- Your task -
Copy each line containing the word "trimmed" from the records that follow, please.

*** Given records ***

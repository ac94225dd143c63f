use std::time::Duration;

use anyhow::{Context, Result};
use reqwest::{Client as HttpClient, RequestBuilder, Response};
use serde_json::json;
use tracing::debug;

use crate::course_work::CourseWork;
use crate::doc_link::DocumentId;
use crate::rate_limit::RateLimited;
use crate::services::{ClassroomService, DocExportService};
use crate::student::{StudentId, UserProfile};
use crate::submission::{StudentSubmission, StudentSubmissionList, SubmissionId};
use crate::types::{AccessToken, CourseId, CourseWorkId};
use crate::util::*;

/// HTTP client for the classroom platform and the document-hosting export
/// endpoint. Authentication is per-request: every call forwards the caller's
/// bearer token verbatim.
#[derive(Debug)]
pub struct Client {
    client: RateLimited<HttpClient>,
}

impl Client {
    pub fn new() -> Result<Self> {
        let client = HttpClient::builder()
            .timeout(Duration::from_secs(30))
            .build()?;

        Ok(Self {
            client: RateLimited::new(client, Duration::from_millis(200)),
        })
    }

    async fn http_client(&self) -> impl std::ops::DerefMut<Target = HttpClient> + '_ {
        self.client.get().await
    }

    async fn send(&self, request: RequestBuilder) -> Result<Response> {
        let response = request
            .send()
            .await
            .context("classroom request failed")?
            .error_for_status()
            .context("classroom responded with an error")?;
        Ok(response)
    }

    async fn get(&self, url: String, token: &AccessToken) -> Result<Response> {
        debug!(%url, "GET");
        let request = self
            .http_client()
            .await
            .get(url)
            .bearer_auth(token.as_str());
        self.send(request).await
    }
}

impl ClassroomService for Client {
    async fn get_course_work(
        &self,
        course: &CourseId,
        course_work: &CourseWorkId,
        token: &AccessToken,
    ) -> Result<CourseWork> {
        let response = self.get(course_work_url(course, course_work), token).await?;
        response.json().await.context("could not parse course work")
    }

    async fn list_student_submissions(
        &self,
        course: &CourseId,
        course_work: &CourseWorkId,
        token: &AccessToken,
    ) -> Result<Vec<StudentSubmission>> {
        let response = self
            .get(student_submissions_url(course, course_work), token)
            .await?;
        let list: StudentSubmissionList = response
            .json()
            .await
            .context("could not parse student submissions")?;
        Ok(list.student_submissions)
    }

    async fn get_user_profile(
        &self,
        student: &StudentId,
        token: &AccessToken,
    ) -> Result<UserProfile> {
        let response = self.get(user_profile_url(student), token).await?;
        response.json().await.context("could not parse user profile")
    }

    async fn patch_assigned_grade(
        &self,
        course: &CourseId,
        course_work: &CourseWorkId,
        submission: &SubmissionId,
        grade: u32,
        token: &AccessToken,
    ) -> Result<()> {
        let url = format!(
            "{}?updateMask=assignedGrade",
            submission_url(course, course_work, submission)
        );
        debug!(%url, "PATCH");

        let request = self
            .http_client()
            .await
            .patch(url)
            .bearer_auth(token.as_str())
            .json(&json!({
                "assignedGrade": grade,
                "assignmentSubmission": {},
            }));
        self.send(request).await?;
        Ok(())
    }

    async fn return_submission(
        &self,
        course: &CourseId,
        course_work: &CourseWorkId,
        submission: &SubmissionId,
        token: &AccessToken,
    ) -> Result<()> {
        let url = format!("{}:return", submission_url(course, course_work, submission));
        debug!(%url, "POST");

        let request = self
            .http_client()
            .await
            .post(url)
            .bearer_auth(token.as_str())
            .json(&json!({}));
        self.send(request).await?;
        Ok(())
    }
}

impl DocExportService for Client {
    async fn export_document_text(
        &self,
        document: &DocumentId,
        token: &AccessToken,
    ) -> Result<String> {
        let url = document.export_url();
        debug!(%url, "GET");

        let request = self
            .http_client()
            .await
            .get(url)
            .bearer_auth(token.as_str());
        let response = self.send(request).await?;
        response.text().await.context("could not read document export")
    }
}
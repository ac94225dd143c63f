use std::net::{Ipv4Addr, SocketAddr};
use std::sync::Arc;

use anyhow::{Context, Result};
use app_utils::{init_tracing, Config};
use classroom_api::client::Client;
use grader::completions::OpenAiCompletions;
use tokio::net::TcpListener;
use tracing::info;

use crate::routes::{router, AppState};

mod routes;

#[tokio::main]
async fn main() -> Result<()> {
    init_tracing();

    let config = Config::from_env()?;

    let completions = OpenAiCompletions::new(
        config.model_api_key.as_str(),
        config.model_api_base.as_deref(),
        config.model.clone(),
    );
    let classroom = Client::new()?;
    let state = Arc::new(AppState {
        classroom,
        completions,
    });

    let addr = SocketAddr::from((Ipv4Addr::UNSPECIFIED, config.port));
    let listener = TcpListener::bind(addr)
        .await
        .with_context(|| format!("could not bind {addr}"))?;
    info!(%addr, "server is running");

    axum::serve(listener, router(state)).await?;

    Ok(())
}
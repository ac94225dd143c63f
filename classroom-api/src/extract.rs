use anyhow::{Context, Result};
use tracing::warn;

use crate::doc_link::DocumentId;
use crate::services::DocExportService;
use crate::types::AccessToken;

/// Resolves a document URL to its plain-text export, trimmed of surrounding
/// whitespace. Extraction failures never propagate: one unreadable
/// attachment must not abort processing of the rest of an assignment, so
/// every failure degrades to an empty string after logging.
pub async fn extract_document_text(
    docs: &impl DocExportService,
    url: &str,
    token: &AccessToken,
) -> String {
    match try_extract(docs, url, token).await {
        Ok(text) => text,
        Err(err) => {
            warn!(?err, url, "error extracting text from document");
            String::new()
        }
    }
}

async fn try_extract(
    docs: &impl DocExportService,
    url: &str,
    token: &AccessToken,
) -> Result<String> {
    let document = DocumentId::from_url(url).context("invalid document URL")?;
    let text = docs.export_document_text(&document, token).await?;
    Ok(text.trim().to_owned())
}
use tracing::error;

use crate::completions::CompletionService;
use crate::reply::{GradeResult, parse_reply};

/// Feedback for submissions rejected before any model call.
pub const BLANK_SUBMISSION_FEEDBACK: &str = "The submission is blank, too short, or does not contain relevant content. Please ensure you follow the assignment instructions and provide a complete response.";

/// Feedback when the model call itself fails.
pub const GRADING_FAILED_FEEDBACK: &str = "Grading failed.";

const SYSTEM_PROMPT: &str = "You are a strict professor grading student assignments accurately. Provide a numeric grade and detailed feedback separately. If the submission is irrelevant, too short, or does not address the assignment instructions, give a grade of 0 and provide feedback explaining why the feedback should not exceed more than 3 lines.";

const MIN_SUBMISSION_CHARS: usize = 10;
const GIVE_UP_PHRASE: &str = "i don't know";

/// Grades one submission against the assignment instructions. Degenerate
/// submissions are rejected without a model call; every other failure mode
/// degrades to grade 0 with a sentinel feedback string. Never errors.
pub async fn grade(
    completions: &impl CompletionService,
    instructions: &str,
    submission_text: &str,
) -> GradeResult {
    if let Some(result) = reject_degenerate(submission_text) {
        return result;
    }

    let user_prompt = user_prompt(instructions, submission_text);

    match completions.complete(SYSTEM_PROMPT, &user_prompt).await {
        Ok(reply) => parse_reply(&reply),
        Err(err) => {
            error!(?err, "error grading submission");
            GradeResult {
                grade: 0,
                feedback: GRADING_FAILED_FEEDBACK.to_owned(),
            }
        }
    }
}

/// Short-circuit for blank, give-up, or too-short submissions.
fn reject_degenerate(submission_text: &str) -> Option<GradeResult> {
    let trimmed = submission_text.trim();
    let degenerate = trimmed.is_empty()
        || trimmed.eq_ignore_ascii_case(GIVE_UP_PHRASE)
        || trimmed.chars().count() < MIN_SUBMISSION_CHARS;

    degenerate.then(|| GradeResult {
        grade: 0,
        feedback: BLANK_SUBMISSION_FEEDBACK.to_owned(),
    })
}

fn user_prompt(instructions: &str, submission_text: &str) -> String {
    format!(
        "Assignment Instructions: {instructions}\n\nStudent Submission: {submission_text}\n\nEvaluate the submission and return the grade and feedback separately. If the submission is irrelevant, too short, or does not address the assignment instructions, give a grade of 0 and provide feedback explaining why."
    )
}
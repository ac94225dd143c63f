use core::fmt;
use std::time::Duration;

use tokio::sync::{Mutex, MutexGuard};
use tokio::time::{Instant, sleep};

/// Serializes access to `T` and keeps consecutive uses at least
/// `min_interval` apart, so platform calls stay well under upstream quota.
/// Naturally-spaced calls pay no delay.
pub struct RateLimited<T> {
    inner: Mutex<Inner<T>>,
    min_interval: Duration,
}

#[derive(Debug)]
struct Inner<T> {
    t: T,
    last_use: Option<Instant>,
}

impl<T> RateLimited<T> {
    pub fn new(t: T, min_interval: Duration) -> Self {
        Self {
            inner: Mutex::new(Inner { t, last_use: None }),
            min_interval,
        }
    }

    pub async fn get(&self) -> impl std::ops::DerefMut<Target = T> + '_ {
        let mut inner = self.inner.lock().await;
        if let Some(last_use) = inner.last_use {
            let since = last_use.elapsed();
            if since < self.min_interval {
                sleep(self.min_interval - since).await;
            }
        }
        inner.last_use = Some(Instant::now());
        MutexGuard::map(inner, |inner| &mut inner.t)
    }
}

impl<T: fmt::Debug> fmt::Debug for RateLimited<T> {
    fn fmt(&self, f: &mut fmt::Formatter) -> fmt::Result {
        f.debug_tuple("RateLimited").field(&self.inner).finish()
    }
}
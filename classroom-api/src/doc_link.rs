use std::fmt;

use lazy_static::lazy_static;
use regex::Regex;
use serde::Deserialize;

use crate::util::DOCS_BASE_URL;

lazy_static! {
    static ref DOC_ID: Regex = Regex::new(r"/d/([^/]+)").unwrap();
}

/// Identifier of a hosted document, as embedded in `/d/<id>` link segments.
#[derive(Debug, Clone, PartialEq, Eq, Hash, Deserialize)]
#[serde(transparent)]
pub struct DocumentId {
    id: String,
}

impl DocumentId {
    pub fn new(id: String) -> Self {
        Self { id }
    }

    /// Extracts the document id from a document-hosting URL, or `None` when
    /// the URL has no `/d/<id>` segment.
    pub fn from_url(url: &str) -> Option<Self> {
        DOC_ID
            .captures(url)
            .map(|captures| Self::new(captures[1].to_owned()))
    }

    pub fn as_str(&self) -> &str {
        &self.id
    }

    /// Canonical document URL for this id.
    pub fn document_url(&self) -> String {
        format!("{DOCS_BASE_URL}/document/d/{}", self.id)
    }

    /// Plain-text export URL for this id.
    pub fn export_url(&self) -> String {
        format!("{DOCS_BASE_URL}/document/d/{}/export?format=txt", self.id)
    }
}

impl fmt::Display for DocumentId {
    fn fmt(&self, f: &mut fmt::Formatter) -> fmt::Result {
        self.id.fmt(f)
    }
}
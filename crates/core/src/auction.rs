//! Auction reset eligibility.

use crate::u256_math::{wad_div, wad_to_f64};
use alloy::primitives::U256;
use keeper_chain::{AuctionInfo, AuctionParams};
use std::fmt;

/// Why an auction qualifies for `resetAuction`.
#[derive(Debug, Clone, Copy, PartialEq, Eq)]
pub enum ResetReason {
    /// The auction manager already flags the auction.
    ProtocolFlag,
    /// Running longer than the reset time.
    Expired { elapsed: u64 },
    /// `current / starting` fell below the drop threshold (1e18).
    PriceDecayed { ratio: U256 },
}

impl fmt::Display for ResetReason {
    fn fmt(&self, f: &mut fmt::Formatter<'_>) -> fmt::Result {
        match self {
            ResetReason::ProtocolFlag => write!(f, "protocol flag"),
            ResetReason::Expired { elapsed } => write!(f, "expired after {elapsed}s"),
            ResetReason::PriceDecayed { ratio } => {
                write!(f, "price decayed to {:.4}", wad_to_f64(*ratio))
            }
        }
    }
}

/// Checks run in order: protocol flag, elapsed time, price decay.
///
/// A start time in the future never counts as expired. Auctions with a zero
/// starting price skip the price check.
pub fn reset_reason(
    auction: &AuctionInfo,
    params: &AuctionParams,
    now: u64,
) -> Option<ResetReason> {
    if auction.needs_reset {
        return Some(ResetReason::ProtocolFlag);
    }

    let elapsed = now.saturating_sub(auction.start_time);
    if elapsed > params.reset_time {
        return Some(ResetReason::Expired { elapsed });
    }

    let ratio = wad_div(auction.current_price, auction.starting_price)?;
    (ratio < params.price_drop_threshold).then_some(ResetReason::PriceDecayed { ratio })
}
//! Ledger abstraction for the keepers.
//!
//! Two traits separate what the keepers need from how it is fetched:
//!
//! - [`KeeperLedger`]: read-only view of positions, auctions and protocol parameters
//! - [`EnforcementSender`]: gas estimation, submission and receipt lookup for
//!   enforcement transactions
//!
//! The alloy-backed implementations live in [`crate::LedgerReader`] and
//! [`crate::TransactionSender`]; tests substitute in-memory doubles.
//!
//! # Example
//!
//! ```rust,ignore
//! use keeper_chain::protocol::{EnforcementCall, KeeperLedger};
//!
//! for position in ledger.positions_of(owner).await? {
//!     let status = ledger.liquidation_status(owner, position.token_id).await?;
//!     if !status.is_blocked() {
//!         let call = EnforcementCall::TriggerLiquidation {
//!             owner,
//!             token_id: position.token_id,
//!             reward_recipient,
//!         };
//!         sender.submit(&call, 300_000).await?;
//!     }
//! }
//! ```

use crate::contracts::{encode_bark, encode_reset_auction, KeeperContracts};
use alloy::primitives::{Address, Bytes, B256, U256};
use anyhow::Result;
use async_trait::async_trait;
use std::fmt::{self, Debug};

/// 1.0 in 18-decimal fixed point.
const WAD_U64: u64 = 1_000_000_000_000_000_000;

/// Leverage tier of a position. The numeric value is the on-chain encoding.
#[derive(Debug, Clone, Copy, PartialEq, Eq, Hash)]
#[repr(u8)]
pub enum LeverageTier {
    /// 1:8
    Conservative = 0,
    /// 1:4
    Moderate = 1,
    /// 1:1
    Aggressive = 2,
}

impl LeverageTier {
    /// Denominator multiplier `k` in `gross = ((k+1)·Pt − P0) / (k·P0)`.
    pub fn multiplier(&self) -> u64 {
        match self {
            LeverageTier::Conservative => 8,
            LeverageTier::Moderate => 4,
            LeverageTier::Aggressive => 1,
        }
    }

    /// Human-readable ratio for logs.
    pub fn ratio(&self) -> &'static str {
        match self {
            LeverageTier::Conservative => "1:8",
            LeverageTier::Moderate => "1:4",
            LeverageTier::Aggressive => "1:1",
        }
    }
}

/// A leverage value outside the three known tiers.
#[derive(Debug, Clone, Copy, PartialEq, Eq, thiserror::Error)]
#[error("unknown leverage tier {0}")]
pub struct UnknownLeverageTier(pub u8);

impl TryFrom<u8> for LeverageTier {
    type Error = UnknownLeverageTier;

    fn try_from(value: u8) -> std::result::Result<Self, Self::Error> {
        match value {
            0 => Ok(LeverageTier::Conservative),
            1 => Ok(LeverageTier::Moderate),
            2 => Ok(LeverageTier::Aggressive),
            other => Err(UnknownLeverageTier(other)),
        }
    }
}

/// One leveraged position held by the custodian.
#[derive(Debug, Clone, PartialEq, Eq)]
pub struct Position {
    /// Position owner
    pub owner: Address,
    /// Leverage token id
    pub token_id: U256,
    /// Token balance (1e18)
    pub balance: U256,
    /// Raw on-chain leverage value, validated through [`Position::tier`]
    pub leverage: u8,
    /// Underlying price at mint (1e18)
    pub mint_price: U256,
    /// Interest accrued on the position (1e18)
    pub accrued_interest: U256,
}

impl Position {
    /// Only positions with a non-zero balance are live.
    pub fn is_live(&self) -> bool {
        !self.balance.is_zero()
    }

    pub fn tier(&self) -> std::result::Result<LeverageTier, UnknownLeverageTier> {
        LeverageTier::try_from(self.leverage)
    }
}

/// Liquidation flags for one (owner, token id) pair.
#[derive(Debug, Clone, Copy, Default, PartialEq, Eq)]
pub struct LiquidationStatus {
    pub under_liquidation: bool,
    pub frozen: bool,
}

impl LiquidationStatus {
    /// A frozen or already liquidating position must never be barked again.
    pub fn is_blocked(&self) -> bool {
        self.frozen || self.under_liquidation
    }
}

/// Collateral auction state as reported by the auction manager.
#[derive(Debug, Clone, PartialEq, Eq)]
pub struct AuctionInfo {
    pub auction_id: U256,
    /// Underlying collateral on sale (1e18)
    pub underlying_amount: U256,
    /// Owner of the liquidated position
    pub original_owner: Address,
    pub token_id: U256,
    /// Auction start (unix seconds)
    pub start_time: u64,
    /// Price at auction start (1e18)
    pub starting_price: U256,
    /// Decayed price from `getAuctionStatus` (1e18)
    pub current_price: U256,
    /// Payment received so far (1e18)
    pub total_payment: U256,
    /// Reset flag computed by the protocol
    pub needs_reset: bool,
}

/// Global liquidation parameters (all 1e18 fractions).
#[derive(Debug, Clone, Copy, PartialEq, Eq)]
pub struct GlobalRiskParams {
    pub adjustment_threshold: U256,
    pub liquidation_threshold: U256,
    pub penalty_rate: U256,
}

impl Default for GlobalRiskParams {
    /// Protocol deployment defaults: 0.5 / 0.3 / 0.03.
    fn default() -> Self {
        Self {
            adjustment_threshold: U256::from(WAD_U64 / 2),
            liquidation_threshold: U256::from(WAD_U64 * 3 / 10),
            penalty_rate: U256::from(WAD_U64 * 3 / 100),
        }
    }
}

/// Auction manager parameters.
#[derive(Debug, Clone, Copy, PartialEq, Eq)]
pub struct AuctionParams {
    pub price_multiplier: U256,
    /// Maximum auction age before a reset (seconds)
    pub reset_time: u64,
    pub min_auction_amount: U256,
    /// Minimum `current / starting` price ratio (1e18)
    pub price_drop_threshold: U256,
    pub percentage_reward: U256,
    pub fixed_reward: U256,
}

impl Default for AuctionParams {
    /// Protocol deployment defaults: 7200 s, 0.8 drop threshold, 100 minimum.
    fn default() -> Self {
        Self {
            price_multiplier: U256::ZERO,
            reset_time: 7200,
            min_auction_amount: U256::from(100u64) * U256::from(WAD_U64),
            price_drop_threshold: U256::from(WAD_U64 * 8 / 10),
            percentage_reward: U256::ZERO,
            fixed_reward: U256::ZERO,
        }
    }
}

/// Enforcement action submitted by a keeper.
#[derive(Debug, Clone, Copy, PartialEq, Eq)]
pub enum EnforcementCall {
    /// `LiquidationManager.bark(owner, tokenId, rewardRecipient)`
    TriggerLiquidation {
        owner: Address,
        token_id: U256,
        reward_recipient: Address,
    },
    /// `AuctionManager.resetAuction(auctionId, rewardRecipient)`
    TriggerAuctionReset {
        auction_id: U256,
        reward_recipient: Address,
    },
}

impl EnforcementCall {
    /// ABI-encoded calldata.
    pub fn calldata(&self) -> Bytes {
        match *self {
            EnforcementCall::TriggerLiquidation {
                owner,
                token_id,
                reward_recipient,
            } => encode_bark(owner, token_id, reward_recipient),
            EnforcementCall::TriggerAuctionReset {
                auction_id,
                reward_recipient,
            } => encode_reset_auction(auction_id, reward_recipient),
        }
    }

    /// Contract the call is sent to.
    pub fn target(&self, contracts: &KeeperContracts) -> Address {
        match self {
            EnforcementCall::TriggerLiquidation { .. } => contracts.liquidation_manager,
            EnforcementCall::TriggerAuctionReset { .. } => contracts.auction_manager,
        }
    }
}

impl fmt::Display for EnforcementCall {
    fn fmt(&self, f: &mut fmt::Formatter<'_>) -> fmt::Result {
        match self {
            EnforcementCall::TriggerLiquidation {
                owner, token_id, ..
            } => write!(f, "bark({owner}, {token_id})"),
            EnforcementCall::TriggerAuctionReset { auction_id, .. } => {
                write!(f, "resetAuction({auction_id})")
            }
        }
    }
}

/// Read access to the protocol state the keepers evaluate.
#[async_trait]
pub trait KeeperLedger: Send + Sync + Debug {
    /// Live positions (balance > 0) of one owner.
    async fn positions_of(&self, owner: Address) -> Result<Vec<Position>>;

    /// Ids of every auction currently active, ascending.
    async fn active_auction_ids(&self) -> Result<Vec<U256>>;

    /// Full state of one auction.
    async fn auction(&self, auction_id: U256) -> Result<AuctionInfo>;

    async fn liquidation_status(&self, owner: Address, token_id: U256)
        -> Result<LiquidationStatus>;

    async fn global_risk_params(&self) -> Result<GlobalRiskParams>;

    async fn auction_params(&self) -> Result<AuctionParams>;

    /// Reference price of the underlying (1e18). Zero means no usable price.
    async fn reference_price(&self) -> Result<U256>;

    /// Timestamp of the latest block (unix seconds).
    async fn latest_timestamp(&self) -> Result<u64>;
}

/// Builds, signs and submits enforcement transactions for one keeper account.
#[async_trait]
pub trait EnforcementSender: Send + Sync + Debug {
    /// Account that signs and receives the keeper reward.
    fn keeper_address(&self) -> Address;

    /// Gas estimate for the call sent from the keeper account.
    async fn estimate_gas(&self, call: &EnforcementCall) -> Result<u64>;

    /// Sign and broadcast the call with the given gas limit. Consumes one nonce.
    async fn submit(&self, call: &EnforcementCall, gas_limit: u64) -> Result<B256>;

    /// `Some(success)` once the transaction is included, `None` while pending.
    async fn receipt_status(&self, tx_hash: B256) -> Result<Option<bool>>;
}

***

- Answer to the problem -
/// Resolves a document URL to its plain-text export, trimmed of surrounding
    let trimmed = submission_text.trim();
    let degenerate = trimmed.is_empty()
        || trimmed.eq_ignore_ascii_case(GIVE_UP_PHRASE)
        || trimmed.chars().count() < MIN_SUBMISSION_CHARS;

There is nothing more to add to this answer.